People living in Kansas are more social in the digital sense than those living in California, according to a report from Gaebler Ventures.

The business incubator and holding company released rankings this week that show how active residents of U.S. states are when it comes to using Twitter. California ranked 29th, while Kansas ranked sixth, but Ken Gaebler said his methodology is imperfect.

He said he ranked the states "for grins," using Twitter searches for state names. Nevertheless, it's interesting that more people searched for Washington, D.C.; Washington state; Maine; Oregon; and Hawaii than California or New York, which ranked 10th. Those five areas held the top slots while Louisiana, Illinois, West Virginia, Mississippi, and Pennsylvania ranked lowest among states for their residents' lack of activity on the social networking site.

However, the results don't reflect most searches for big cities -- unless users also typed in the state names.
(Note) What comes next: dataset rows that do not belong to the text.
//! Coupon check command.

use anyhow::{Context as _, Result};
use souq_commerce::cart::cart_subtotal;
use souq_commerce::coupon::{CouponApplier, CouponSession};

use super::{read_cart, CouponArgs};
use crate::context::Context;

/// Run the coupon command.
pub async fn run(args: CouponArgs, ctx: &Context) -> Result<()> {
    let items = read_cart(ctx, &args.cart)?;
    let subtotal = cart_subtotal(&items, ctx.config.shipping.currency)
        .context("Failed to total the cart")?;

    let store = ctx.store(args.fixture.as_deref())?;
    let applier = CouponApplier::new(ctx.timed(store));
    let mut session = CouponSession::new();

    let result = session.apply(&applier, &args.code, &items, subtotal).await?;
    let total = session.apply_to(subtotal)?;

    if ctx.output.is_json() {
        ctx.output.json(&serde_json::json!({
            "result": result,
            "subtotal": subtotal,
            "total": total,
        }));
        return Ok(());
    }

    ctx.output.kv("Subtotal", &subtotal.display());
    match (result.coupon(), result.discount()) {
        (Some(coupon), Some(discount)) => {
            ctx.output.kv("Discount", &format!("-{}", discount.display()));
            ctx.output.kv("Total", &total.display());
            ctx.output.success(&format!("Coupon {} applied", coupon.code));
        }
        _ => {
            ctx.output.warn(
                result
                    .message()
                    .as_deref()
                    .unwrap_or("Coupon was not applied"),
            );
        }
    }
    Ok(())
}
//! Newtype IDs for type-safe identifiers.
//!
//! Keeps product, vendor and coupon identifiers from being mixed up, e.g.
//! passing a `ProductId` where a `VendorId` is expected.

use serde::{Deserialize, Serialize};
use std::fmt;

/// Macro to generate newtype ID structs.
macro_rules! define_id {
    ($name:ident) => {
        /// A unique identifier.
        #[derive(Debug, Clone, PartialEq, Eq, PartialOrd, Ord, Hash, Serialize, Deserialize)]
        #[serde(transparent)]
        pub struct $name(String);

        impl $name {
            /// Create a new ID from a string.
            pub fn new(id: impl Into<String>) -> Self {
                Self(id.into())
            }

            /// Get the ID as a string slice.
            pub fn as_str(&self) -> &str {
                &self.0
            }
        }

        impl fmt::Display for $name {
            fn fmt(&self, f: &mut fmt::Formatter<'_>) -> fmt::Result {
                write!(f, "{}", self.0)
            }
        }

        impl From<String> for $name {
            fn from(s: String) -> Self {
                Self(s)
            }
        }

        impl From<&str> for $name {
            fn from(s: &str) -> Self {
                Self(s.to_string())
            }
        }
    };
}

define_id!(ProductId);
define_id!(VendorId);
define_id!(CouponId);

impl VendorId {
    /// Parse an optional raw vendor reference.
    ///
    /// Blank strings mean "no vendor" (a platform-owned product).
    pub fn parse_optional(raw: Option<&str>) -> Option<Self> {
        raw.map(str::trim)
            .filter(|s| !s.is_empty())
            .map(VendorId::new)
    }
}

#[cfg(test)]
mod tests {
    use super::*;

    #[test]
    fn test_id_creation() {
        let id = VendorId::new("vendor-123");
        assert_eq!(id.as_str(), "vendor-123");
    }

    #[test]
    fn test_id_conversions() {
        assert_eq!(CouponId::from("SAVE10"), CouponId::new(String::from("SAVE10")));
        assert_eq!(ProductId::from("p-1").to_string(), "p-1");
    }

    #[test]
    fn test_vendor_parse_optional() {
        assert_eq!(VendorId::parse_optional(Some("V1")), Some(VendorId::new("V1")));
        assert_eq!(VendorId::parse_optional(Some("  V1 ")), Some(VendorId::new("V1")));
        assert_eq!(VendorId::parse_optional(Some("")), None);
        assert_eq!(VendorId::parse_optional(Some("   ")), None);
        assert_eq!(VendorId::parse_optional(None), None);
    }

    #[test]
    fn test_id_serializes_as_plain_string() {
        let json = serde_json::to_string(&ProductId::new("p-1")).unwrap();
        assert_eq!(json, "\"p-1\"");
    }
}
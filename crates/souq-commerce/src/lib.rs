//! Shipping and coupon rules for the Souq multi-vendor storefront.
//!
//! This crate provides the pricing logic that sits between the cart and the
//! checkout:
//!
//! - **Cart**: line items and their vendor grouping
//! - **Shipping**: zone-based rates resolved per vendor through a policy chain
//! - **Coupon**: code validation and the per-cart coupon session
//! - **Store**: the async ports used to read rates, profiles and coupons
//!
//! # Example
//!
//! ```rust
//! use std::sync::Arc;
//! use souq_commerce::prelude::*;
//!
//! # async fn run() -> Result<(), CommerceError> {
//! let store = Arc::new(
//!     MemoryStore::new()
//!         .with_rate("V1", "cairo", Money::from_major(15, Currency::EGP))?,
//! );
//! let calculator = ShippingCalculator::new(store);
//!
//! let items = vec![
//!     CartLineItem::new("p-1", 1, Money::from_major(100, Currency::EGP))?.with_vendor("V1"),
//!     CartLineItem::new("p-2", 1, Money::from_major(40, Currency::EGP))?,
//! ];
//! let quote = calculator.calculate(&items, &Zone::new("cairo")?).await?;
//! assert_eq!(quote.total_shipping(), Money::from_major(40, Currency::EGP));
//! # Ok(())
//! # }
//! ```

pub mod error;
pub mod ids;
pub mod money;
pub mod zone;

pub mod cart;
pub mod coupon;
pub mod shipping;
pub mod store;

pub use error::{CommerceError, StoreError};
pub use ids::*;
pub use money::{Currency, Money};
pub use zone::Zone;

/// Prelude for convenient imports.
pub mod prelude {
    pub use crate::cart::{cart_subtotal, group_by_vendor, CartLineItem, VendorGroup};
    pub use crate::coupon::{
        Coupon, CouponApplicationResult, CouponApplier, CouponFailure, CouponRejection,
        CouponSession, CouponState, CouponVerdict,
    };
    pub use crate::error::{CommerceError, StoreError};
    pub use crate::ids::*;
    pub use crate::money::{Currency, Money};
    pub use crate::shipping::{
        QuoteCache, QuoteKey, QuoteSlot, ShippingBreakdown, ShippingCalculator, ShippingConfig,
        ShippingReason, ShippingResult,
    };
    pub use crate::store::{
        CouponGateway, MemoryStore, ShippingRateStore, VendorShippingProfile, VendorShippingRate,
    };
    pub use crate::zone::Zone;
}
That may be why some relatively small, rural states ranked high and California, where the population is concentrated in major cities, ranked lower.

There is some evidence that points toward the possibility that people in rural areas rely more heavily on social networking sites and tools to stay connected. ComScore stats on social networking adoption rates in May showed that Plattsburgh, N.Y., which sits just south of the Canadian border, had the highest level of activity on MySpace when grouped in a metropolitan area with nearby Burlington, Vt.

Those figures show the lightly populated area in upstate New York (with a 49.1% penetration rate) is more active than Houston; Memphis, Tenn.; New Orleans; and Los Angeles. On Facebook, penetration is highest in Jackson, Miss., and Little Rock, Ark., and its surroundings.

It's likely the back roads of the North Country and the South make it easier to get online or text than pop over to a friend's house for a visit.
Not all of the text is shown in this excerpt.